Material shown:
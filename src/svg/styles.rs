//! Sizes and stroke constants for drawn frames.

/// Radius of a node circle in Euclidean mode, before zoom (in px)
pub const EUCLIDEAN_NODE_RADIUS: f64 = 10.0;

/// Hover markers are this many times smaller than the hovered node
pub const HOVER_MARKER_DIVISOR: f64 = 20.0;

/// Stroke widths per element type (in px)
pub struct StrokeWidths;

impl StrokeWidths {
    pub const BACKGROUND: f64 = 1.0;
    pub const POINTER_PATH: f64 = 1.5;
}

/// Dash pattern for the pointer geodesic preview
pub const POINTER_DASH: &str = "4 4";
//! Hyperbolic geometry engine.
//!
//! Pure functions over small value types. Two coordinate systems are in play:
//!
//! - **canvas space**: raw pixel coordinates of the rendering surface, y grows downward
//! - **disk space**: the unit disk, origin at the disk centre, y grows upward
//!
//! Nothing here touches I/O or shared state; every function takes the [`Disk`] it
//! works against as an explicit parameter.
//!
//! | Function | Purpose |
//! |---|---|
//! | [`to_disk_space`] / [`to_canvas_space`] | Convert between the two coordinate systems |
//! | [`project_to_poincare`] | Euclidean layout point → canvas point inside the disk |
//! | [`hyperbolic_distance`] | Distance between two disk-space points |
//! | [`poincare_circle`] | Euclidean circle drawing a fixed-hyperbolic-radius disk |
//! | [`build_geodesic`] / [`arc_to_path`] | Geodesic arc between two canvas points |

mod coords;
mod distance;
mod geodesic;
mod projection;

pub use coords::{
    cartesian_to_polar, euclidean_distance, midpoint, polar_to_cartesian, to_canvas_space,
    to_disk_space,
};
pub use distance::{
    euclidean_to_hyperbolic_radius, hyperbolic_distance, hyperbolic_to_euclidean_radius,
    poincare_circle,
};
pub use geodesic::{arc_to_path, build_geodesic, circle_inversion, geodesic, Geodesic};
pub use projection::{
    centroid, project_to_poincare, project_with_contraction, NodeProjection, CONTRACTION,
    NODE_HYPERBOLIC_RADIUS,
};

use serde::{Deserialize, Serialize};
use std::ops::{Add, Sub};

/// A 2D point. Whether it is in canvas or disk space depends on where it came from.
#[derive(Debug, Clone, Copy, PartialEq, Default, Serialize, Deserialize)]
pub struct Point {
    pub x: f64,
    pub y: f64,
}

impl Point {
    pub const ORIGIN: Point = Point { x: 0.0, y: 0.0 };

    pub const fn new(x: f64, y: f64) -> Self {
        Self { x, y }
    }

    /// Euclidean length of the position vector.
    pub fn norm(&self) -> f64 {
        self.x.hypot(self.y)
    }

    pub fn norm_squared(&self) -> f64 {
        self.x * self.x + self.y * self.y
    }

    pub fn scale(&self, k: f64) -> Point {
        Point::new(self.x * k, self.y * k)
    }

    pub fn is_finite(&self) -> bool {
        self.x.is_finite() && self.y.is_finite()
    }
}

impl Add for Point {
    type Output = Point;

    fn add(self, rhs: Point) -> Point {
        Point::new(self.x + rhs.x, self.y + rhs.y)
    }
}

impl Sub for Point {
    type Output = Point;

    fn sub(self, rhs: Point) -> Point {
        Point::new(self.x - rhs.x, self.y - rhs.y)
    }
}

/// Screen rectangle hosting the disk.
#[derive(Debug, Clone, Copy, PartialEq, Serialize, Deserialize)]
pub struct BoundingBox {
    pub left: f64,
    pub right: f64,
    pub top: f64,
    pub bottom: f64,
}

impl BoundingBox {
    pub fn new(left: f64, top: f64, width: f64, height: f64) -> Self {
        Self {
            left,
            right: left + width,
            top,
            bottom: top + height,
        }
    }

    pub fn width(&self) -> f64 {
        self.right - self.left
    }

    pub fn height(&self) -> f64 {
        self.bottom - self.top
    }

    /// Top-left corner.
    pub fn origin(&self) -> Point {
        Point::new(self.left, self.top)
    }
}

/// Reference frame for all hyperbolic math: the largest circle centred in a bounding box.
///
/// Only constructible from a bounding box so the centre always sits at its midpoint.
#[derive(Debug, Clone, Copy, PartialEq, Serialize)]
pub struct Disk {
    bounding_box: BoundingBox,
    center_x: f64,
    center_y: f64,
    radius: f64,
}

impl Disk {
    pub fn new(bounding_box: BoundingBox) -> Self {
        Self {
            bounding_box,
            center_x: (bounding_box.left + bounding_box.right) / 2.0,
            center_y: (bounding_box.top + bounding_box.bottom) / 2.0,
            radius: bounding_box.width().min(bounding_box.height()) / 2.0,
        }
    }

    pub fn bounding_box(&self) -> &BoundingBox {
        &self.bounding_box
    }

    pub fn center_x(&self) -> f64 {
        self.center_x
    }

    pub fn center_y(&self) -> f64 {
        self.center_y
    }

    /// Canvas-space centre.
    pub fn center(&self) -> Point {
        Point::new(self.center_x, self.center_y)
    }

    /// Canvas-space radius in pixels.
    pub fn radius(&self) -> f64 {
        self.radius
    }

    /// Centre relative to the bounding box's top-left corner.
    pub fn local_center(&self) -> Point {
        self.center() - self.bounding_box.origin()
    }

    /// Shift a canvas point into bounding-box-local coordinates.
    pub fn to_local(&self, p: Point) -> Point {
        p - self.bounding_box.origin()
    }
}

/// A line `a·x + b·y = c`, scaled so `b = 1` unless the line is (nearly) vertical.
#[derive(Debug, Clone, Copy, PartialEq)]
pub struct Line {
    pub a: f64,
    pub b: f64,
    pub c: f64,
}

/// A canvas-space circle.
#[derive(Debug, Clone, Copy, PartialEq, Default, Serialize, Deserialize)]
pub struct Circle {
    pub center: Point,
    pub radius: f64,
}

impl Circle {
    pub fn contains(&self, p: Point) -> bool {
        euclidean_distance(self.center, p) <= self.radius
    }

    pub fn translate(&self, by: Point) -> Circle {
        Circle {
            center: self.center + by,
            radius: self.radius,
        }
    }
}

/// Euclidean circle representing a fixed-hyperbolic-radius disk.
///
/// `center`/`radius` are in canvas space. `disk_center` is the same Euclidean
/// centre in disk space, and `hcenter` is the canvas position of the hyperbolic
/// centre, which sits off the Euclidean centre away from the origin.
#[derive(Debug, Clone, Copy, PartialEq, Serialize)]
pub struct PoincareCircle {
    pub center: Point,
    pub radius: f64,
    pub disk_center: Point,
    pub hcenter: Point,
}

impl PoincareCircle {
    pub fn circle(&self) -> Circle {
        Circle {
            center: self.center,
            radius: self.radius,
        }
    }
}

/// A geodesic segment between two canvas points.
///
/// `p1`, `p2` and `center` are local to the disk's bounding box. `start_angle` is
/// measured to `p2` and `end_angle` to `p1`.
#[derive(Debug, Clone, Copy, PartialEq, Serialize)]
pub struct Arc {
    pub p1: Point,
    pub p2: Point,
    pub center: Point,
    pub start_angle: f64,
    pub end_angle: f64,
    pub radius: f64,
}

/// A drawable edge primitive.
#[derive(Debug, Clone, Copy, PartialEq, Serialize)]
#[serde(tag = "kind", rename_all = "lowercase")]
pub enum PathDescriptor {
    Arc {
        start: Point,
        end: Point,
        radius: f64,
        large_arc: bool,
        sweep: bool,
    },
    Line {
        start: Point,
        end: Point,
    },
}

impl PathDescriptor {
    pub fn start(&self) -> Point {
        match self {
            PathDescriptor::Arc { start, .. } | PathDescriptor::Line { start, .. } => *start,
        }
    }

    pub fn end(&self) -> Point {
        match self {
            PathDescriptor::Arc { end, .. } | PathDescriptor::Line { end, .. } => *end,
        }
    }

    pub fn translate(&self, by: Point) -> PathDescriptor {
        match *self {
            PathDescriptor::Arc {
                start,
                end,
                radius,
                large_arc,
                sweep,
            } => PathDescriptor::Arc {
                start: start + by,
                end: end + by,
                radius,
                large_arc,
                sweep,
            },
            PathDescriptor::Line { start, end } => PathDescriptor::Line {
                start: start + by,
                end: end + by,
            },
        }
    }
}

Work to be completed: List every line above that holds the word "StrokeWidths".

Final answer:
pub struct StrokeWidths;
impl StrokeWidths {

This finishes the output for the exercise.